WHAT YOU WILL DO> Search through the entries for the word "static" and copy every line that has it.

LISTED RECORDS>

□ □ □

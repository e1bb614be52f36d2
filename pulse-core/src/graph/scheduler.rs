//! Update Scheduler
//!
//! Effects never run synchronously when a dependency changes. Instead they
//! enqueue a task on a per-thread deferred queue, the equivalent of a
//! microtask queue, which the host drains once the current synchronous turn
//! is over.
//!
//! # Algorithm
//!
//! 1. A write marks its downstream closure dirty. Every effect reached by the
//!    walk checks its `scheduled` flag and enqueues at most one task.
//! 2. Further writes in the same turn find the effect already scheduled, so N
//!    writes collapse into a single rerun.
//! 3. [`flush`] pops tasks in FIFO order. Tasks enqueued while flushing run in
//!    the same flush, up to the configured budget.
//!
//! A host with an event loop calls [`flush`] after each externally driven
//! event. Under tokio, [`settle`] yields to the runtime and flushes until the
//! queue is idle.

use std::cell::{Cell, RefCell};
use std::collections::VecDeque;

use crate::config;
use crate::error::ReactiveError;
use crate::graph::NodeId;

type Job = Box<dyn FnOnce() -> Result<(), ReactiveError>>;

/// A deferred unit of work owned by a graph node.
struct Task {
    node: NodeId,
    job: Job,
}

thread_local! {
    static QUEUE: RefCell<VecDeque<Task>> = RefCell::new(VecDeque::new());
    static FLUSHING: Cell<bool> = Cell::new(false);
}

/// A task that failed during a flush.
#[derive(Debug)]
pub struct EffectFailure {
    /// The node that owned the task.
    pub node: NodeId,
    pub error: ReactiveError,
}

/// Outcome of draining the task queue.
#[derive(Debug, Default)]
pub struct TickReport {
    /// Tasks taken off the queue.
    pub executed: usize,

    /// Tasks left queued because the flush budget ran out.
    pub deferred: usize,

    /// Tasks whose effect panicked.
    pub failures: Vec<EffectFailure>,
}

impl TickReport {
    /// True if no task failed.
    pub fn is_ok(&self) -> bool {
        self.failures.is_empty()
    }

    fn absorb(&mut self, other: TickReport) {
        self.executed += other.executed;
        self.deferred = other.deferred;
        self.failures.extend(other.failures);
    }
}

/// Queue `job` to run on the next flush of this thread.
pub(crate) fn enqueue<F>(node: NodeId, job: F)
where
    F: FnOnce() -> Result<(), ReactiveError> + 'static,
{
    QUEUE.with(|queue| {
        queue.borrow_mut().push_back(Task {
            node,
            job: Box::new(job),
        })
    });
}

/// Number of tasks waiting for the next flush.
pub fn pending_tasks() -> usize {
    QUEUE.with(|queue| queue.borrow().len())
}

/// Resets the flushing flag even if a task unwinds.
struct FlushGuard;

impl Drop for FlushGuard {
    fn drop(&mut self) {
        let _ = FLUSHING.try_with(|flushing| flushing.set(false));
    }
}

/// Drain the task queue of this thread.
///
/// A flush started from inside a running task returns an empty report; the
/// outer flush picks up whatever the task enqueued.
pub fn flush() -> TickReport {
    let mut report = TickReport::default();
    if FLUSHING.with(|flushing| flushing.replace(true)) {
        return report;
    }
    let _guard = FlushGuard;
    let budget = config::current().max_tasks_per_flush;

    loop {
        if report.executed >= budget {
            report.deferred = pending_tasks();
            if report.deferred > 0 {
                tracing::warn!(
                    budget,
                    deferred = report.deferred,
                    "flush budget exhausted, deferring remaining tasks"
                );
            }
            break;
        }

        // The queue must not stay borrowed while the job runs
        let Some(task) = QUEUE.with(|queue| queue.borrow_mut().pop_front()) else {
            break;
        };
        report.executed += 1;

        if let Err(error) = (task.job)() {
            tracing::error!(node = %task.node, %error, "scheduled task failed");
            report.failures.push(EffectFailure {
                node: task.node,
                error,
            });
        }
    }

    report
}

/// Flush repeatedly, yielding to the tokio runtime before each pass, until
/// the queue is empty.
///
/// The graph lives in thread-local storage, so this must be awaited on the
/// thread that owns it: a current-thread runtime or a `LocalSet`.
pub async fn settle() -> TickReport {
    let mut total = TickReport::default();
    loop {
        tokio::task::yield_now().await;
        total.absorb(flush());
        if pending_tasks() == 0 {
            return total;
        }
    }
}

□ □ □

RESULT FOR THIS TASK>
    static QUEUE: RefCell<VecDeque<Task>> = RefCell::new(VecDeque::new());
    static FLUSHING: Cell<bool> = Cell::new(false);
    F: FnOnce() -> Result<(), ReactiveError> + 'static,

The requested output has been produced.